L’azienda ospedaliero universitaria di Modena ancora in prima linea nella ricerca sul Sars-CoV-2. La struttura complessa di Malattie dell’apparato respiratorio del Policlinico, diretta dal professor Enrico Clini di Unimore, è uno degli undici centri, unico italiano, ad aver partecipato allo studio del Regno Unito coordinato dall’Università di Cardiff e dal dottor Johnatan Hewitt (primo...

L’azienda ospedaliero universitaria di Modena ancora in prima linea nella ricerca sul Sars-CoV-2. La struttura complessa di Malattie dell’apparato respiratorio del Policlinico, diretta dal professor Enrico Clini di Unimore, è uno degli undici centri, unico italiano, ad aver partecipato allo studio del Regno Unito coordinato dall’Università di Cardiff e dal dottor Johnatan Hewitt (primo autore del lavoro), che ha coinvolto circa 2.000 pazienti e che è stato pubblicato sul numero di luglio di The Lancet Public Health.
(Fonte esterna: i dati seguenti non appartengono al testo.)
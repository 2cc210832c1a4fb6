//! Cluster Layout
//!
//! Spreads the members of a cluster so that their lines do not overlap.
//!
//! A cluster of `n > 1` members is fanned out around its center with
//! exactly `spacing` degrees between neighbours:
//!
//! ```text
//! span = (n - 1) * spacing
//! base = center - span / 2
//! display[i] = base + i * spacing
//! ```
//!
//! Display angles follow the cluster's member order. Only members of the
//! same cluster are kept apart; two neighbouring clusters can still fan out
//! into each other.

use serde::Serialize;

use crate::cluster::Cluster;
use crate::geo::normalize_angle_diff;
use crate::landmark::LandmarkId;

/// Display angle assigned to one landmark
#[derive(Debug, Clone, Copy, PartialEq, Serialize)]
#[serde(rename_all = "camelCase")]
pub struct DisplayAssignment {
    pub landmark: LandmarkId,
    /// True heading-relative angle `(-180, 180]`
    pub relative_angle: f64,
    /// Angle the landmark is drawn at `(-180, 180]`
    pub display_angle: f64,
}

/// Assigns display angles to clustered landmarks
#[derive(Debug, Clone, Copy)]
pub struct ClusterLayout {
    spacing: f64,
}

impl ClusterLayout {
    pub fn new(spacing: f64) -> Self {
        ClusterLayout { spacing }
    }

    /// Display angles for every member of `cluster`, in member order
    pub fn assign(&self, cluster: &Cluster) -> Vec<DisplayAssignment> {
        if let [only] = cluster.members.as_slice() {
            return vec![DisplayAssignment {
                landmark: only.landmark,
                relative_angle: only.angle,
                display_angle: only.angle,
            }];
        }

        let span = (cluster.len().saturating_sub(1)) as f64 * self.spacing;
        let base = cluster.center - span / 2.0;

        cluster
            .members
            .iter()
            .enumerate()
            .map(|(i, member)| DisplayAssignment {
                landmark: member.landmark,
                relative_angle: member.angle,
                display_angle: normalize_angle_diff(base + i as f64 * self.spacing),
            })
            .collect()
    }
}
Questa ricerca – che per il centro di Modena è stata condotta dalla dottoressa Alessia Verduri di Malattie apparato respiratorio, con il supporto delle Malattie Infettive e grazie alla collaborazione del professor Giovanni Guaraldi di Unimore - ha dimostrato per prima come la prognosi a breve termine dei pazienti ricoverati per polmonite da Covid-19 sia legata in maniera significativa alla fragilità individuale, e non tanto all’età o alla presenza di malattie croniche. "La fragilità – spiega il prof Enrico Clini – è una caratteristica individuale ben nota in geriatria che identifica i cosiddetti pazienti più vulnerabili. La fragilità è quindi una condizione dinamica dell’individuo che sperimenta perdite di funzione in più domini personali (psichico, fisico, sociale) ed è determinata da più variabili che aumentano il rischio di risultati sfavorevoli per la salute. Un esempio di fragilità è rappresentato da un paziente che per causa di malattia ha perso una funzione fisica, non ha autosufficienza, ha subito cambiamenti socio-ambientali sfavorevoli con inevitabile peggioramento dello stato di salute". "Si tratta di un risultato importante – ha commentato il dottor Claudio Vagnini, direttore generale del policlinico – che unisce la ricerca scientifica applicata a un concreto e importante risultato clinico, unita alle collaborazioni didattiche, nazionali e internazionali, che portiamo avanti grazie alla stretta collaborazione con Unimore".